-- RECORDS SUPPLIED follows --
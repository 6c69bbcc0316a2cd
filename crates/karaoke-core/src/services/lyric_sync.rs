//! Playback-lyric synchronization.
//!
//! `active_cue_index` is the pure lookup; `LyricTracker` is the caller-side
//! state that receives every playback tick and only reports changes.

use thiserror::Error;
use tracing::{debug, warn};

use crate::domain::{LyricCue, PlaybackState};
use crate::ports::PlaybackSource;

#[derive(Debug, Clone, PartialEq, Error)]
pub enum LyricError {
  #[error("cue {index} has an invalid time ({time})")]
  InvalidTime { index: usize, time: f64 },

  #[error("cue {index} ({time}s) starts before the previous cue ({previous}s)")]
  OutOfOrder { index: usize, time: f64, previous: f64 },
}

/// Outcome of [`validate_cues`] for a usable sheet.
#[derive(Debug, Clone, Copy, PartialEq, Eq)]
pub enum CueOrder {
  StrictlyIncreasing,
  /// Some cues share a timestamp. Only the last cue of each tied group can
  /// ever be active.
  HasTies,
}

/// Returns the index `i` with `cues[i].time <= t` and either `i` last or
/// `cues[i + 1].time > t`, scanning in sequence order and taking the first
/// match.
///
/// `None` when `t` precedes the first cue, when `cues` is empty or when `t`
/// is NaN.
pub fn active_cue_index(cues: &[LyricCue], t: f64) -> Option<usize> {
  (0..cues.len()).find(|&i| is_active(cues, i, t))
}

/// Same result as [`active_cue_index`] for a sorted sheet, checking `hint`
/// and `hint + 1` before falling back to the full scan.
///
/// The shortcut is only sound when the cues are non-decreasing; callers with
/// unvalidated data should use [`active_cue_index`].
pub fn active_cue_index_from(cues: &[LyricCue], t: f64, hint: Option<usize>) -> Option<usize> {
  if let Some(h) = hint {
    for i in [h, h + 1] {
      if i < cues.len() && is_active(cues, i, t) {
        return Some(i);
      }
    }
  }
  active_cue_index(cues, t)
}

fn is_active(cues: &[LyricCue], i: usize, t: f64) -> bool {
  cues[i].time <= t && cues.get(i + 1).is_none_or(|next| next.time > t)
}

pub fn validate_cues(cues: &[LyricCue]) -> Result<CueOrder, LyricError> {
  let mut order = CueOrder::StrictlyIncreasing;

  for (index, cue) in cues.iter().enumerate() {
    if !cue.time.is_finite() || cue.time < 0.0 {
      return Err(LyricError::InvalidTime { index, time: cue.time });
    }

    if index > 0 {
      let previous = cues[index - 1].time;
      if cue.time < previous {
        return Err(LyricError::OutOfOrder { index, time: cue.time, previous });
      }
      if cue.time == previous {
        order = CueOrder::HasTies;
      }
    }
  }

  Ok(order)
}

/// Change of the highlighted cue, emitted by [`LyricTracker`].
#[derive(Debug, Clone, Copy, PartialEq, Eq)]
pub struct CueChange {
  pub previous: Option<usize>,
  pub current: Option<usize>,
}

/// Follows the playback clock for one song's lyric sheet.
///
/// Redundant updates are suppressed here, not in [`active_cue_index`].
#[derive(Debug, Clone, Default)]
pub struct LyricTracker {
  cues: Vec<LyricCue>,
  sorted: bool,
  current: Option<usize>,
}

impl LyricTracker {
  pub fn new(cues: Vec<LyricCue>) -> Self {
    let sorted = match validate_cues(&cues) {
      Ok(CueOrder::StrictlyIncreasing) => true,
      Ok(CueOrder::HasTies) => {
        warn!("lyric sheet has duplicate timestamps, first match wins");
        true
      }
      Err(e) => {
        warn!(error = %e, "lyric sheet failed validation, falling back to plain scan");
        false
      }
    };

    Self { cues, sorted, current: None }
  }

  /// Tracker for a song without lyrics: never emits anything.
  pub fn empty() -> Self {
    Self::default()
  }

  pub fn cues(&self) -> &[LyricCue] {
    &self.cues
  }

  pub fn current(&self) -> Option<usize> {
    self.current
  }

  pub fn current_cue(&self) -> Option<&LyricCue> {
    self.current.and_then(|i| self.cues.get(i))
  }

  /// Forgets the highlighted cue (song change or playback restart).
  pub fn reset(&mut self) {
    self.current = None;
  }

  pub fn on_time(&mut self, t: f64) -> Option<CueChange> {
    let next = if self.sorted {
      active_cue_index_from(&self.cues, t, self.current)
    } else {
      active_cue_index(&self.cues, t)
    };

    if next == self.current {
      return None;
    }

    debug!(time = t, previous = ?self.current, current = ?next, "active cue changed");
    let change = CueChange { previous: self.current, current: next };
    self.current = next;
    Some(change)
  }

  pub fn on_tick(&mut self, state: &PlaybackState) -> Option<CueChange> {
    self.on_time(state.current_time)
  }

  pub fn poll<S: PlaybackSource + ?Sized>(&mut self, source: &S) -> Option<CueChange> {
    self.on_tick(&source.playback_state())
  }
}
-- RECORDS SUPPLIED concluded --
= AIM OF THE EXERCISE =
Find the string "InvalidTime" in the records, then copy each line where it occurs.

= SOLUTION =
  InvalidTime { index: usize, time: f64 },
      return Err(LyricError::InvalidTime { index, time: cue.time });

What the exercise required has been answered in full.